Advanced state building codes are a key strategy for requiring residential and commercial buildings to be built to a zero-emission and highly efficient standard -- without equipment that burns fossil fuels -- beginning in 2025 for low-rise residential new construction and in 2028 for new commercial construction, the panel said.
More than 250,000 housing units each year will need to adopt electric heat pumps and energy efficiency measures from 2030 on, the council said. That’s greater than a tenfold increase from “current market activity,” it said. A “comparable pace of transformation” will be needed in commercial buildings, it said.

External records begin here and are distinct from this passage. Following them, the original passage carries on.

//! Resolución de nombre a grafo molecular.
//!
//! Diccionario local primero; sólo en fallo de diccionario se consulta el
//! servicio remoto en dos etapas (nombre → CID, CID → propiedades), con el
//! endpoint de texto plano como camino secundario. Toda notación devuelta
//! se valida contra el oráculo antes de aceptarse: una cadena que no parsea
//! nunca se presenta como éxito.
//!
//! Los modos de fallo (timeout, estado no exitoso, payload malformado,
//! resultados vacíos, notación no parseable) colapsan en un único
//! `CompoundNotFound`; los logs conservan la distinción. Sin reintentos.

use chem_oracle::MoleculeOracle;
use log::{debug, info, warn};

use crate::data::dictionary::CompoundDictionary;
use crate::errors::ResolveError;
use crate::providers::lookup::{CompoundLookup, LookupError};

/// Resultado de una resolución por nombre: grafo validado más los nombres
/// que lo acompañan.
#[derive(Debug)]
pub struct ResolvedCompound<M> {
    pub mol: M,
    pub official_name: String,
    pub display_name: String,
    pub notation: String,
}

pub struct NameResolver<'a, O: MoleculeOracle, L: CompoundLookup + ?Sized> {
    oracle: &'a O,
    lookup: &'a L,
    dictionary: &'a CompoundDictionary,
}

impl<'a, O: MoleculeOracle, L: CompoundLookup + ?Sized> NameResolver<'a, O, L> {
    pub fn new(oracle: &'a O, lookup: &'a L, dictionary: &'a CompoundDictionary) -> Self {
        Self { oracle, lookup, dictionary }
    }

    pub async fn resolve(&self, name: &str) -> Result<ResolvedCompound<O::Mol>, ResolveError> {
        if let Some(entry) = self.dictionary.lookup(name) {
            match self.oracle.parse(entry.notation) {
                Ok(mol) => {
                    debug!("dictionary hit for '{name}'");
                    return Ok(ResolvedCompound {
                        mol,
                        official_name: entry.official_name.to_string(),
                        display_name: entry.display_name.to_string(),
                        notation: entry.notation.to_string(),
                    });
                }
                // Una entrada local corrupta no debe ocultar el camino remoto.
                Err(e) => warn!("dictionary notation for '{name}' does not parse: {e}"),
            }
        }

        match self.resolve_remote(name).await {
            Ok(Some(resolved)) => Ok(resolved),
            Ok(None) => {
                info!("no remote result for '{name}'");
                Err(ResolveError::CompoundNotFound(name.to_string()))
            }
            Err(e) => {
                match &e {
                    LookupError::Timeout => warn!("remote lookup timed out for '{name}'"),
                    LookupError::Status(code) => warn!("remote lookup returned status {code} for '{name}'"),
                    LookupError::Malformed(detail) => warn!("malformed remote payload for '{name}': {detail}"),
                    LookupError::Transport(detail) => warn!("remote transport failure for '{name}': {detail}"),
                }
                Err(ResolveError::CompoundNotFound(name.to_string()))
            }
        }
    }

    async fn resolve_remote(&self, name: &str) -> Result<Option<ResolvedCompound<O::Mol>>, LookupError> {
        let Some(cid) = self.lookup.cid_for_name(name).await? else {
            return Ok(None);
        };
        debug!("'{name}' resolved to compound id {cid}");

        let properties = self.lookup.properties_for_cid(cid).await?;
        let mut official_name = properties.as_ref().and_then(|p| p.official_name.clone());
        let mut notation = properties
            .as_ref()
            .and_then(|p| p.isomeric_notation.clone().or_else(|| p.canonical_notation.clone()));

        if notation.is_none() {
            debug!("no notation in property payload for cid {cid}, trying plain-text fetch");
            notation = self.lookup.plain_notation_for_cid(cid).await?;
            official_name = None;
        }

        let Some(notation) = notation else {
            return Ok(None);
        };

        match self.oracle.parse(&notation) {
            Ok(mol) => {
                info!("remote resolution succeeded for '{name}' (cid {cid})");
                Ok(Some(ResolvedCompound {
                    mol,
                    official_name: official_name.unwrap_or_else(|| name.to_string()),
                    display_name: title_case(name),
                    notation,
                }))
            }
            Err(e) => {
                warn!("remote notation for '{name}' does not parse: {e}");
                Ok(None)
            }
        }
    }
}

/// Equivalente a `str.title()`: inicial mayúscula tras cada no-letra.
fn title_case(text: &str) -> String {
    let mut out = String::with_capacity(text.len());
    let mut at_word_start = true;
    for c in text.chars() {
        if c.is_alphabetic() {
            if at_word_start {
                out.extend(c.to_uppercase());
            } else {
                out.extend(c.to_lowercase());
            }
            at_word_start = false;
        } else {
            out.push(c);
            at_word_start = true;
        }
    }
    out
}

New and upgraded transmission and distribution systems will be needed statewide, specifically to deliver energy from generation in upstate New York and offshore wind to where the demand is located, the Scoping Plan said. It called for land-based wind and solar, offshore wind, hydropower, fuel cells that use renewable fuels and energy storage.
Council members voted 19-3 to approve the plan. Twelve of the 22 members are state agency or authority heads who serve directly or indirectly at Hochul’s pleasure.
Basil Seggos, state environmental commissioner and co-chair of the council, called the plan a “bold, monumental achievement.”
Angela Kent, policy principal at Advanced Energy Economy, a business association, urged Hochul and lawmakers to “act swiftly to implement the plan’s recommendations” that she said would make it easier for clean energy projects to connect to the grid and establish financial incentives for communities to switch to clean energy.
Gavin Donohue, president and CEO of Independent Power Producers of New York, said the plan fails to “lay out the most cost-effective and technologically feasible path” to meeting climate goals.
“Reliability is paramount and is not adequately addressed,” he said. “The state has missed opportunities to address zero emissions technologies needed to keep the lights on.”
State Senate Minority Leader Rob Ortt, R, said the Scoping Plan negatively affects his constituents in western New York “and millions of other New Yorkers, by making life more expensive and putting their livelihoods in jeopardy.”